Tom Campbell, chief executive of Rio Tinto Aluminium (former Comalco), the largest electricity user, was philosophical both about the level of grandfathering and the 2005 base year, even though it means companies like his get no benefit from past action to reduce emissions or how close they already are to world's best practice.
"If this was a perfect world we would be squealing like a stuck pig," he said.
"But nobody has data going back to 1990 and although a world's best-practice benchmark would be desirable, how do you adjudicate it? You would need another Beehive-full of people."
The 90 per cent target was tough but probably achievable, he said. The company would implement a technology strategy to get there, as it did not want to have to buy emissions units.
"If had been 80 per cent it would have been impossible. If it had been 95 per cent we would hardly have to do anything."
The Government has said 90 per cent of generation must be from renewable sources by 2025. It is about 70 per cent now. Such a target was ambitious but achievable, Contact Energy chief executive David Baldwin said.
It would need clear direction and support from the Government on the consenting of renewable projects, and sufficient investment in the national grid.
Meridian chief executive Keith Turner described the overall policy package as balanced and principled and the 90 per cent renewables target as absolutely within reach.
As all of Meridian's generation is from hydro and wind Meridian will not face a carbon bill but will benefit from higher electricity prices. There is no plan to claw back that windfall and Meridian is, in any case, state-owned.
"It would be punishment of the good to artificially tax a company which over the past nine years has specifically positioned itself in the market where Meridian has," Turner said.
Mighty River Power chief executive Doug Heffernan said that a trajectory aimed at 90 per cent renewables by 2025 would be straightforward for the next decade without any major impact on power prices, because of the wind and geothermal resources available.

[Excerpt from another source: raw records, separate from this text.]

//! Public key parsing.

use rsa::pkcs1::DecodeRsaPublicKey;
use rsa::pkcs8::{DecodePublicKey, EncodePublicKey};
use rsa::RsaPublicKey;
use sha2::{Digest, Sha256};

use crate::error::CryptoError;

/// Parse a PEM encoded RSA public key.
///
/// Accepts SubjectPublicKeyInfo (`BEGIN PUBLIC KEY`) and PKCS#1
/// (`BEGIN RSA PUBLIC KEY`).
///
/// # Errors
///
/// Returns `CryptoError::InvalidPublicKey` for any other input.
pub fn parse_public_key(pem: &str) -> Result<RsaPublicKey, CryptoError> {
    let pem = pem.trim();

    if pem.contains("-----BEGIN RSA PUBLIC KEY-----") {
        return RsaPublicKey::from_pkcs1_pem(pem)
            .map_err(|e| CryptoError::InvalidPublicKey(format!("pkcs1: {}", e)));
    }
    if pem.contains("-----BEGIN PUBLIC KEY-----") {
        return RsaPublicKey::from_public_key_pem(pem)
            .map_err(|e| CryptoError::InvalidPublicKey(format!("spki: {}", e)));
    }
    if pem.contains("-----BEGIN CERTIFICATE-----") {
        return Err(CryptoError::InvalidPublicKey(
            "certificates are not accepted, extract the key with `openssl x509 -pubkey -noout`"
                .to_string(),
        ));
    }

    Err(CryptoError::InvalidPublicKey(
        "expected a PEM encoded RSA public key".to_string(),
    ))
}

/// SHA-256 fingerprint of the key's SubjectPublicKeyInfo, hex encoded.
///
/// Identifies which controller key sealed a record without logging the key.
pub fn fingerprint(key: &RsaPublicKey) -> Result<String, CryptoError> {
    let der = key
        .to_public_key_der()
        .map_err(|e| CryptoError::InvalidPublicKey(e.to_string()))?;
    let digest = Sha256::digest(der.as_bytes());
    Ok(digest.iter().map(|b| format!("{:02x}", b)).collect())
}
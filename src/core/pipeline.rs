//! Sealing pipeline.
//!
//! One request runs strictly in order:
//!
//! ```text
//! read existing plaintext ┐
//! read kept annotations   ├─ concurrently, all must finish
//! fetch public key        ┘
//!         │
//! merge values → resolve label → encrypt each value (bounded fan-out)
//!         │
//! merge annotations → SealedRecord
//! ```
//!
//! Either a complete record comes out or an error does; partial results are
//! dropped. Cancellation is cooperative: the token is checked at every await
//! point and outstanding encryption tasks are aborted, but an RSA operation
//! already running on a blocking thread finishes on its own.

use std::collections::BTreeMap;
use std::sync::Arc;
use std::time::Duration;

use rsa::RsaPublicKey;
use tokio::task::JoinSet;
use tokio_util::sync::CancellationToken;
use tracing::{debug, trace, warn};
use zeroize::Zeroizing;

use crate::core::annotations::{merge_annotations, Allowlist};
use crate::core::cipher::{fingerprint, Encryptor, Hybrid};
use crate::core::constants::{DEFAULT_WORKERS, MAX_WORKERS};
use crate::core::domain::{SealRequest, SealedRecord, SealedValue};
use crate::core::scope::Label;
use crate::core::store::{AnnotationStore, KeySource, SecretStore};
use crate::core::types::{AnnotationSet, SecretKey, Values};
use crate::error::{PipelineError, Result, StoreError};

/// Merge stored plaintext with freshly submitted values.
///
/// Submitted values win; keys only present in storage are carried through
/// so editing one field keeps the others sealed.
pub fn merge_values(existing: Values, fresh: &Values) -> Values {
    let mut merged = existing;
    for (key, value) in fresh {
        merged.insert(key.clone(), value.clone());
    }
    merged
}

/// Seals requests against a set of collaborators.
pub struct Sealer {
    secrets: Arc<dyn SecretStore>,
    annotations: Arc<dyn AnnotationStore>,
    keys: Arc<dyn KeySource>,
    encryptor: Arc<dyn Encryptor>,
    allowlist: Allowlist,
    workers: usize,
}

impl Sealer {
    /// Create a sealer with the default hybrid encryptor, an empty
    /// allowlist and the default worker count.
    pub fn new(
        secrets: Arc<dyn SecretStore>,
        annotations: Arc<dyn AnnotationStore>,
        keys: Arc<dyn KeySource>,
    ) -> Self {
        Self {
            secrets,
            annotations,
            keys,
            encryptor: Arc::new(Hybrid::default()),
            allowlist: Allowlist::default(),
            workers: DEFAULT_WORKERS,
        }
    }

    pub fn with_encryptor(mut self, encryptor: Arc<dyn Encryptor>) -> Self {
        self.encryptor = encryptor;
        self
    }

    /// Annotation keys to carry over from the previous record.
    pub fn with_allowlist(mut self, allowlist: Allowlist) -> Self {
        self.allowlist = allowlist;
        self
    }

    /// Maximum values encrypted in parallel, clamped to `1..=64`.
    pub fn with_workers(mut self, workers: usize) -> Self {
        self.workers = workers.clamp(1, MAX_WORKERS);
        self
    }

    pub fn allowlist(&self) -> &Allowlist {
        &self.allowlist
    }

    pub fn workers(&self) -> usize {
        self.workers
    }

    /// Seal `request`, merging it with whatever is stored under its name.
    ///
    /// The public key is fetched anew on every call.
    ///
    /// # Errors
    ///
    /// Returns `PipelineError` if a collaborator fails, any value fails to
    /// encrypt, or `cancel` fires first.
    pub async fn seal(
        &self,
        request: &SealRequest,
        cancel: &CancellationToken,
    ) -> Result<SealedRecord> {
        let namespace = request.namespace();
        let name = request.secret_name();
        debug!(
            scope = %request.scope(),
            namespace,
            name,
            keys = request.values().len(),
            "sealing"
        );

        let reads = async {
            tokio::try_join!(
                self.existing_values(namespace, name),
                self.existing_annotations(namespace, name),
                self.public_key(),
            )
        };

        let (existing, annotations, public_key) = tokio::select! {
            biased;
            _ = cancel.cancelled() => return Err(PipelineError::Cancelled.into()),
            result = reads => result?,
        };

        self.seal_with(request, existing, &annotations, public_key, cancel)
            .await
    }

    /// Like [`seal`](Self::seal), giving up after `timeout`.
    ///
    /// # Errors
    ///
    /// Returns `PipelineError::TimedOut` if the deadline passes first, or
    /// any error [`seal`](Self::seal) returns.
    pub async fn seal_with_timeout(
        &self,
        request: &SealRequest,
        timeout: Duration,
    ) -> Result<SealedRecord> {
        let cancel = CancellationToken::new();
        match tokio::time::timeout(timeout, self.seal(request, &cancel)).await {
            Ok(result) => result,
            Err(_) => {
                cancel.cancel();
                warn!(
                    namespace = request.namespace(),
                    name = request.secret_name(),
                    ?timeout,
                    "sealing timed out"
                );
                Err(PipelineError::TimedOut(timeout).into())
            }
        }
    }

    /// Seal `request` given already fetched inputs.
    ///
    /// `existing_annotations` is filtered through the allowlist here as
    /// well, so callers may pass a record's full annotation set.
    ///
    /// # Errors
    ///
    /// Returns `PipelineError::Encrypt` for the first value that fails to
    /// encrypt, or `Cancelled` if `cancel` fires first.
    pub async fn seal_with(
        &self,
        request: &SealRequest,
        existing: Values,
        existing_annotations: &AnnotationSet,
        public_key: RsaPublicKey,
        cancel: &CancellationToken,
    ) -> Result<SealedRecord> {
        let carried = existing.keys().filter(|k| !request.values().contains_key(*k)).count();
        let merged = merge_values(existing, request.values());
        let label = request.label();
        let scope_annotations = request.scope().annotations();
        debug!(
            keys = merged.len(),
            carried,
            label = %label,
            encryptor = self.encryptor.name(),
            "merged values"
        );

        let encrypted = self.encrypt_all(merged, label, public_key, cancel).await?;
        let annotations =
            merge_annotations(&scope_annotations, existing_annotations, &self.allowlist);

        debug!(
            sealed = encrypted.len(),
            annotations = annotations.len(),
            "sealed"
        );
        Ok(SealedRecord::new(
            request.secret_name(),
            request.namespace(),
            annotations,
            scope_annotations,
            encrypted,
        ))
    }

    /// Encrypt every value, at most `workers` at a time.
    async fn encrypt_all(
        &self,
        values: Values,
        label: Label,
        public_key: RsaPublicKey,
        cancel: &CancellationToken,
    ) -> Result<BTreeMap<SecretKey, SealedValue>> {
        let public_key = Arc::new(public_key);
        let label = Arc::new(label);
        let mut pending = values.into_iter();
        let mut tasks = JoinSet::new();
        let mut sealed = BTreeMap::new();

        loop {
            while tasks.len() < self.workers {
                let Some((key, value)) = pending.next() else {
                    break;
                };
                let encryptor = Arc::clone(&self.encryptor);
                let public_key = Arc::clone(&public_key);
                let label = Arc::clone(&label);
                tasks.spawn_blocking(move || {
                    let value = Zeroizing::new(value);
                    let result = encryptor.seal(&public_key, &label, value.as_bytes());
                    (key, result)
                });
            }

            let next = tokio::select! {
                biased;
                _ = cancel.cancelled() => None,
                joined = tasks.join_next() => Some(joined),
            };
            let Some(joined) = next else {
                tasks.abort_all();
                return Err(PipelineError::Cancelled.into());
            };
            let Some(joined) = joined else {
                break;
            };

            let (key, result) = joined.map_err(|e| PipelineError::Worker(e.to_string()))?;
            match result {
                Ok(blob) => {
                    trace!(key = %key, ciphertext_len = blob.len(), "value sealed");
                    sealed.insert(key, SealedValue::new(blob));
                }
                Err(source) => {
                    tasks.abort_all();
                    warn!(key = %key, error = %source, "encryption failed, discarding record");
                    return Err(PipelineError::Encrypt { key, source }.into());
                }
            }
        }

        Ok(sealed)
    }

    async fn existing_values(
        &self,
        namespace: &str,
        name: &str,
    ) -> std::result::Result<Values, PipelineError> {
        match self.secrets.get_plaintext(namespace, name).await {
            Ok(Some(values)) => Ok(values),
            Ok(None) => {
                debug!(namespace, name, "no stored secret");
                Ok(Values::new())
            }
            Err(StoreError::NotFound(reason)) => {
                warn!(namespace, name, %reason, "secret not found");
                Ok(Values::new())
            }
            Err(e) => Err(PipelineError::SecretLookup(e)),
        }
    }

    async fn existing_annotations(
        &self,
        namespace: &str,
        name: &str,
    ) -> std::result::Result<AnnotationSet, PipelineError> {
        if self.allowlist.is_empty() {
            return Ok(AnnotationSet::new());
        }
        match self
            .annotations
            .get_preserved(namespace, name, &self.allowlist)
            .await
        {
            Ok(annotations) => Ok(annotations),
            Err(StoreError::NotFound(_)) => Ok(AnnotationSet::new()),
            Err(e) => Err(PipelineError::AnnotationLookup(e)),
        }
    }

    async fn public_key(&self) -> std::result::Result<RsaPublicKey, PipelineError> {
        let key = self
            .keys
            .current_public_key()
            .await
            .map_err(PipelineError::KeyFetch)?;
        if let Ok(fp) = fingerprint(&key) {
            debug!(fingerprint = %fp, "fetched public key");
        }
        Ok(key)
    }
}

Beyond the next 10 years it would be more challenging as it would require permanently displacing existing thermal generation capacity, not only the coal-fired plant at Huntly, but some gas-fired capacity as well.
"But then it's supposed to be tough."
Carbon dating
* The emissions trading scheme is to be phased in by sectors. The stationary energy sector - electricity generators and large industrial plants - has obligations from January 2010.
* Large trade-exposed companies, especially in the aluminium, steel, cement and glass industries, will get a free allocation of most of the units they need, but still face a carbon price at the margin.
* The generators get no such break because they can pass on their carbon costs to consumers.
* By 2025, 90 per cent of electricity generation will be from renewable sources.
* By 2040, per capita transport greenhouse gas emissions will be reduced by half of those in 2007.
* New Zealand will be one of the first countries in the world to widely deploy electric vehicles.
* New Zealand will remain a world leader in agricultural emissions-reduction research, and in the early adoption and application of new technologies and processes that reduce agricultural greenhouse gas emissions.
* By 2020, New Zealand will achieve a net increase in forest area of 250,000ha of that in 2007.
* The electricity sector will be carbon neutral by 2025.
* The stationary energy sector will be carbon neutral by 2030.
* The transport sector will be carbon neutral by 2040.
* The total energy sector will be carbon neutral by 2040.